Robert Weissman, president of Public Citizen, said the effort was aimed at helping to ward-off “big tech coming to Washington looking for a deal that affords inadequate protections” for the public in an overall bid to pre-empt privacy legislation by individual states.
“But here’s the bad news for the tech giants: That deal isn’t going to fly,” he said. “Instead, the American people are demanding—and intend to win—meaningful federal restraints on tech company abuses of power that also ensure the right of states to craft their own consumer protections.”
Brandi Collins-Dexter, senior campaign director at Color Of Change, added, “We need privacy legislation that holds powerful corporations accountable for their impacts. Burdening our communities with the need to discern how complex terms of service and algorithms could harm us will only serve to reinforce discriminatory corporate practices.”
Meanwhile, Josh Golin, executive director of Campaign for a Commercial-Free Childhood, raised how the monitoring capabilities of homes assistants such as Amazon’s Alexa and Google Home are “designed to spy on families and children” and advocated “21stcentury legislation.”
Caitriona Fitzgerald, policy director at the Electronic Privacy Information Center, also highlighted how corporations are able to disregard existing regulations as they are aware that the FTC lacks rulemaking authority and that it often fails to enforce rules.
When presented with the proposals by Adweek, Senate Intelligence Committee vice chairman Sen. Mark Warner (D-Va.) echoed concerns over the FTC’s ability to perform its prescribed functions in the contemporary era.
He said, “Recent press reports and the agency’s own track record raise serious questions about whether the FTC is up to the twin tasks of consumer protection and competition enforcement in the digital age. I welcome a conversation about what reforms are needed to protect Americans from anti-competitive conduct and abuses of their privacy.”
Sen. Warner earlier spoke with Adweek about his concerns on mass data collection and the subsequent impact on citizens’ privacy and has been a leading voice on Capitol Hill over the failure of large corporations to address data protection with the urgency it warrants.
Also discussing the terms with Adweek, Shane Green, CEO of advocacy group Digi.Me, said such lobbying of government sources is welcome to offset the “weak privacy principles” that pro-industry groups urge politicians to adopt.
“I am quite concerned that those kinds of industry groups are trying to co-opt privacy regulations in a way that both weakens the laws and reinforces the market dominance of the incumbents by requiring burdensome measures,” said Green.

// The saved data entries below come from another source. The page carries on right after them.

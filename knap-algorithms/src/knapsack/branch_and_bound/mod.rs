//! Exact depth-first branch-and-bound.
//!
//! Items are visited in ratio order, trying "include" before "exclude". A
//! branch is cut as soon as its fractional-relaxation bound cannot beat the
//! best value found so far. Worst case is exponential in the number of items.

use anyhow::Result;
use knap_challenges::knapsack::*;

pub fn solve_challenge(challenge: &Challenge) -> Result<KnapsackResult> {
    let sorted_items = sorted_by_ratio(challenge.weights(), challenge.values());
    let mut search = Search::new(&sorted_items, challenge.capacity() as u64);
    search.branch(0, 0, 0);

    log::debug!(
        "branch_and_bound: {} items, capacity {}, best value {}, {} nodes visited, {} pruned",
        sorted_items.len(),
        challenge.capacity(),
        search.best_value,
        search.nodes,
        search.pruned
    );

    let mut items: Vec<usize> = search
        .best_combination
        .iter()
        .map(|&position| sorted_items[position].index)
        .collect();
    items.sort_unstable();

    Ok(KnapsackResult::new(search.best_value, items))
}

/// Bookkeeping of one search. Lives for the duration of a single
/// [`solve_challenge`] call only.
struct Search<'a> {
    sorted_items: &'a [Item],
    capacity: u64,
    best_value: u64,
    best_combination: Vec<usize>,
    // positions into `sorted_items`
    current_combination: Vec<usize>,
    nodes: u64,
    pruned: u64,
}

impl<'a> Search<'a> {
    fn new(sorted_items: &'a [Item], capacity: u64) -> Self {
        Self {
            sorted_items,
            capacity,
            best_value: 0,
            best_combination: Vec::new(),
            current_combination: Vec::with_capacity(sorted_items.len()),
            nodes: 0,
            pruned: 0,
        }
    }

    fn branch(&mut self, index: usize, weight: u64, value: u64) {
        self.nodes += 1;
        if weight > self.capacity {
            return;
        }

        if value > self.best_value {
            self.best_value = value;
            self.best_combination.clone_from(&self.current_combination);
        }

        if index >= self.sorted_items.len() {
            return;
        }
        let bound = upper_bound(&self.sorted_items[index..], self.capacity - weight);
        if value as f64 + bound <= self.best_value as f64 {
            self.pruned += 1;
            return;
        }

        let item = self.sorted_items[index];
        self.current_combination.push(index);
        self.branch(
            index + 1,
            weight + item.weight as u64,
            value + item.value as u64,
        );
        self.current_combination.pop();

        self.branch(index + 1, weight, value);
    }
}

/// Fractional-relaxation bound on the value `remaining_items` can still add
/// within `remaining_capacity`. The items must be sorted by ratio.
fn upper_bound(remaining_items: &[Item], remaining_capacity: u64) -> f64 {
    let mut remaining_capacity = remaining_capacity;
    let mut bound = 0.0;
    for item in remaining_items {
        let weight = item.weight as u64;
        if weight <= remaining_capacity {
            bound += item.value as f64;
            remaining_capacity -= weight;
        } else {
            bound += item.value as f64 * remaining_capacity as f64 / item.weight as f64;
            break;
        }
    }
    bound
}

#[cfg(test)]
mod tests {
    use super::*;

    #[test]
    fn test_upper_bound_takes_fraction_of_first_misfit() {
        let items = sorted_by_ratio(&[2, 3, 4], &[6, 6, 4]);
        // 6 + 6 + 4 * 1/4
        assert_eq!(upper_bound(&items, 6), 13.0);
        assert_eq!(upper_bound(&items, 9), 16.0);
        assert_eq!(upper_bound(&items, 100), 16.0);
        assert_eq!(upper_bound(&items, 0), 0.0);
        assert_eq!(upper_bound(&[], 10), 0.0);
    }

    #[test]
    fn test_upper_bound_stops_after_fraction() {
        // the third item would fit in what is left, but the walk stops at the
        // first item that does not
        let items = vec![Item::new(2, 10, 0), Item::new(5, 10, 1), Item::new(1, 1, 2)];
        assert_eq!(upper_bound(&items, 4), 14.0);
    }

    #[test]
    fn test_search_prunes() {
        let items = sorted_by_ratio(&[1, 1, 1, 1, 1, 1, 1, 1], &[8, 7, 6, 5, 4, 3, 2, 1]);
        let mut search = Search::new(&items, 3);
        search.branch(0, 0, 0);
        assert_eq!(search.best_value, 21);
        assert_eq!(search.best_combination, vec![0, 1, 2]);
        assert!(search.pruned > 0);
        assert!(search.nodes < 1 << 9);
    }
}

He went on to add, “This framework also addresses one of my biggest concerns, which is algorithmic governance. This goes to the heart of transparency and understanding bias and discrimination, as well as how our data is used to manipulate our decision making. I think their ideas are rough and undeveloped, but I applaud them raising the issue as a frontline issue that must be addressed while protecting innovation.”